The truck’s horn honked. But with no space for the other vehicles, horse wagons, soldiers, and overladen refugees to move out of the way, what was the point of honking? The driver put the truck into gear, honked once more, then lurched forward. Amazingly, the mass of creatures in front of it managed to scramble out of the way, but a horse wagon was overturned and two cars had their rear ends crumpled as the line of trucks forced its way through.

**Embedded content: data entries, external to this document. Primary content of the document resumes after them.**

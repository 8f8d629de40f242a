use rxmq_wire::PutMessageOptions;

use super::Marshal;
use crate::codec::{StemReader, StemWriter};
use crate::error::MarshalError;
use crate::store::VariableStore;

impl Marshal for PutMessageOptions {
    const TAGS: &'static [&'static str] = &[
        "VER", "OPT", "TIME", "CON", "KDC", "UDC", "IDC", "RQN", "RQMN", // v1
        "RP", // v2
        "OMH", "NMH", "ACT", "PL", // v3
    ];

    fn overlay<S: VariableStore + ?Sized>(
        &mut self,
        reader: &StemReader<'_, S>,
    ) -> Result<(), MarshalError> {
        reader.load_int("VER", &mut self.version);
        reader.load_int("OPT", &mut self.options);
        reader.load_int("TIME", &mut self.timeout);
        reader.load_int("CON", &mut self.context);
        reader.load_int("KDC", &mut self.known_dest_count);
        reader.load_int("UDC", &mut self.unknown_dest_count);
        reader.load_int("IDC", &mut self.invalid_dest_count);
        reader.load_fixed_string("RQN", &mut self.resolved_q_name);
        reader.load_fixed_string("RQMN", &mut self.resolved_qmgr_name);
        reader.load_int("RP", &mut self.recs_present);
        reader.load_int64("OMH", &mut self.original_msg_handle);
        reader.load_int64("NMH", &mut self.new_msg_handle);
        reader.load_int("ACT", &mut self.action);
        reader.load_int("PL", &mut self.pub_level);
        Ok(())
    }

    fn emit<S: VariableStore + ?Sized>(&self, writer: &mut StemWriter<'_, S>) {
        writer.put_int("VER", self.version);
        writer.put_int("OPT", self.options);
        writer.put_int("TIME", self.timeout);
        writer.put_int("CON", self.context);
        writer.put_int("KDC", self.known_dest_count);
        writer.put_int("UDC", self.unknown_dest_count);
        writer.put_int("IDC", self.invalid_dest_count);
        writer.put_fixed_string("RQN", &self.resolved_q_name);
        writer.put_fixed_string("RQMN", &self.resolved_qmgr_name);
        writer.put_int("RP", self.recs_present);
        writer.put_int64("OMH", self.original_msg_handle);
        writer.put_int64("NMH", self.new_msg_handle);
        writer.put_int("ACT", self.action);
        writer.put_int("PL", self.pub_level);
    }
}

“So that’s how you do it,” said Andrei.

 

Fedor spent the rest of the day and half the night desperately negotiating with refugees and soldiers for alternate transport before making the inevitable decision to move out on foot the next morning.

Aelya had thought she’d be gone for a week. Near the forests west of Smolensk, her Komsomol group had made an outing of digging trenches and building defensive emplacements. The jovial atmosphere of a summer field trip continued even as the Germans crept closer and closer. Crept was the wrong word; the Germans raced. The news announcements Fedor received kept trumpeting heroic stands made by the Red Army. But anyone who’d taken a geography class noticed those stands moving eastward rapidly. By the time the air raids began, the unthinkable was reality: Smolensk was to be evacuated.

Not everyone had gone east, however—only workers and families essential to the war effort. Of course, Aviation Plant No. 35 was near the top of the list. The Komsomol group disintegrated, thinking only of themselves. Half of them scrabbled through their belongings, scooping up their bags, while others stepped aside, watching numbly. Roman and Andrei didn’t even bother looking at the list of factories, knowing their families weren’t important enough to evacuate. Fedor had no chance either and ruefully remarked, “No need for bakers in this war.”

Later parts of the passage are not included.